We leverage pybind to build a C++/CUDA library for acceleration. Type make to build the corresponding library.

In [2]:
#%cd /content/needle
!make clean
!make

rm -rf build python/needle/backend_ndarray/ndarray_backend*.so
-- The C compiler identification is GNU 9.4.0
-- The CXX compiler identification is GNU 9.4.0
-- Check for working C compiler: /usr/bin/cc
-- Check for working C compiler: /usr/bin/cc -- works
-- Detecting C compiler ABI info
-- Detecting C compiler ABI info - done
-- Detecting C compile features
-- Detecting C compile features - done
-- Check for working CXX compiler: /usr/bin/c++
-- Check for working CXX compiler: /usr/bin/c++ -- works
-- Detecting CXX compiler ABI info
-- Detecting CXX compiler ABI info - done
-- Detecting CXX compile features
-- Detecting CXX compile features - done
-- Found Python: /home/willyu/anaconda3/envs/10-414/bin/python3.9 (found version "3.9.13") found components: Development Interpreter 
-- Performing Test HAS_FLTO
-- Performing Test HAS_FLTO - Success
-- Found pybind11: /home/willyu/anaconda3/envs/10-414/lib/python3.9/site-packages/pybind11/include (found version "2.10.0")
-- Looking for pthr

We can then run the following command to make the path to the package available in local environment as well as `PYTHONPATH`.

In [1]:
%set_env PYTHONPATH ./python:/env/python
import sys
sys.path.append("./python")

env: PYTHONPATH=./python:/env/python


## File organization

Now click the files panel on the left side.
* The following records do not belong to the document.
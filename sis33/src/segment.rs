//! Per-buffer acquisition and transfer state.
//!
//! The on-board sample memory is split in segments so that one can be fetched while another one
//! is being filled. Each [`Segment`] owns the event directory of its last acquisition, which is
//! dropped when the segment is armed again.

use crate::core::Event;
use std::{sync::Arc, time::SystemTime};
use tracing::warn;

/// States of a segment, only one segment of a card can be [`SegmentState::Acquiring`]
#[derive(Debug, Default, Copy, Clone, PartialEq, Eq)]
pub enum SegmentState {
    #[default]
    Idle,
    Acquiring,
    Transferring,
}

/// What a backend read back from the hardware about a finished or cancelled acquisition
#[derive(Debug, Default, Clone, PartialEq, Eq)]
pub struct SegmentRecord {
    /// Number of events captured
    pub nr_events: u32,
    /// Event directory, laid out as `events[channel * nr_events + event]`
    pub events: Vec<Event>,
    /// Raw timestamp of each event, on hardware that keeps them
    pub timestamps: Option<Vec<u64>>,
}

impl SegmentRecord {
    /// A record with no events
    #[must_use]
    pub fn empty() -> Self {
        Self::default()
    }
}

/// Event directory and timestamps of a finished acquisition
#[derive(Debug, PartialEq, Eq)]
pub struct SegmentCache {
    nr_events: u32,
    n_channels: usize,
    events: Vec<Event>,
    /// Ticks since the first event
    prevticks: Option<Vec<u64>>,
}

impl SegmentCache {
    /// Builds the cache out of a backend's record. Returns `None` when no event is usable.
    pub(crate) fn from_record(record: SegmentRecord, n_channels: usize) -> Option<Self> {
        let SegmentRecord {
            nr_events,
            events,
            timestamps,
        } = record;
        if nr_events == 0 {
            return None;
        }
        if events.len() != nr_events as usize * n_channels {
            warn!(
                nr_events,
                n_channels,
                directory = events.len(),
                "Event directory doesn't match the event count, dropping it"
            );
            return None;
        }
        let prevticks = match timestamps {
            Some(ts) if ts.len() >= nr_events as usize => {
                let first = ts[0];
                Some(ts.iter().map(|t| t.wrapping_sub(first)).collect())
            }
            Some(ts) => {
                warn!(
                    nr_events,
                    timestamps = ts.len(),
                    "Not enough timestamps for the captured events, dropping them"
                );
                None
            }
            None => None,
        };
        Some(Self {
            nr_events,
            n_channels,
            events,
            prevticks,
        })
    }

    #[must_use]
    pub fn nr_events(&self) -> u32 {
        self.nr_events
    }

    /// The directory entry of event `event_nr` on `channel`
    #[must_use]
    pub fn event(&self, channel: usize, event_nr: usize) -> Option<Event> {
        if channel >= self.n_channels || event_nr >= self.nr_events as usize {
            return None;
        }
        self.events
            .get(channel * self.nr_events as usize + event_nr)
            .copied()
    }

    /// Ticks between the first event and `event_nr`, zero on hardware without timestamps
    #[must_use]
    pub fn prevticks(&self, event_nr: usize) -> u64 {
        self.prevticks
            .as_ref()
            .and_then(|pt| pt.get(event_nr))
            .copied()
            .unwrap_or(0)
    }

    #[must_use]
    pub fn has_timestamps(&self) -> bool {
        self.prevticks.is_some()
    }
}

#[derive(Debug, Default)]
pub struct Segment {
    state: SegmentState,
    /// Bumped on every arm so a late completion can't finish a newer acquisition
    arm_seq: u64,
    samples_per_event: u32,
    cache: Option<Arc<SegmentCache>>,
    endtime: Option<SystemTime>,
}

impl Segment {
    #[must_use]
    pub fn state(&self) -> SegmentState {
        self.state
    }

    #[must_use]
    pub fn is_acquiring(&self) -> bool {
        self.state == SegmentState::Acquiring
    }

    #[must_use]
    pub fn is_transferring(&self) -> bool {
        self.state == SegmentState::Transferring
    }

    #[must_use]
    pub fn samples_per_event(&self) -> u32 {
        self.samples_per_event
    }

    #[must_use]
    pub fn recorded_event_count(&self) -> u32 {
        self.cache.as_ref().map_or(0, |c| c.nr_events())
    }

    /// When the last acquisition on this segment finished
    #[must_use]
    pub fn endtime(&self) -> Option<SystemTime> {
        self.endtime
    }

    pub(crate) fn arm_seq(&self) -> u64 {
        self.arm_seq
    }

    pub(crate) fn cache(&self) -> Option<Arc<SegmentCache>> {
        self.cache.clone()
    }

    /// `Idle -> Acquiring`, discarding the previous acquisition. Returns the arm's sequence number.
    pub(crate) fn arm(&mut self, samples_per_event: u32) -> u64 {
        debug_assert_eq!(self.state, SegmentState::Idle);
        self.cache = None;
        self.endtime = None;
        self.samples_per_event = samples_per_event;
        self.arm_seq += 1;
        self.state = SegmentState::Acquiring;
        self.arm_seq
    }

    /// `Acquiring -> Idle` for the arm numbered `seq`, storing what the backend recorded.
    /// Returns false, dropping `record`, if that acquisition was already completed.
    pub(crate) fn complete(
        &mut self,
        seq: u64,
        record: SegmentRecord,
        n_channels: usize,
        endtime: SystemTime,
    ) -> bool {
        if self.state != SegmentState::Acquiring || self.arm_seq != seq {
            return false;
        }
        self.cache = SegmentCache::from_record(record, n_channels).map(Arc::new);
        self.endtime = Some(endtime);
        self.state = SegmentState::Idle;
        true
    }

    /// `Idle -> Transferring`
    pub(crate) fn begin_transfer(&mut self) {
        debug_assert_eq!(self.state, SegmentState::Idle);
        self.state = SegmentState::Transferring;
    }

    /// `Transferring -> Idle`
    pub(crate) fn end_transfer(&mut self) {
        if self.state == SegmentState::Transferring {
            self.state = SegmentState::Idle;
        }
    }

    /// Drops everything recorded, used on teardown and when the segment layout changes
    pub(crate) fn clear(&mut self) {
        self.cache = None;
        self.endtime = None;
        self.samples_per_event = 0;
        self.state = SegmentState::Idle;
    }
}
You should be able to see these files

Python:
- `needle/backend_ndarray/ndarray.py`
- `needle/backend_ndarray/ndarray_backend_numpy.py`

C++/CUDA
- `src/ndarray_backend_cpu.cc`
- `src/ndarray_backend_cuda.cu`

The main goal of this lecture is to create an accelerated NDArray library. As a result, we do not need to deal with `needle.Tensor` for now and will focus on `backend_ndarray` implementation. 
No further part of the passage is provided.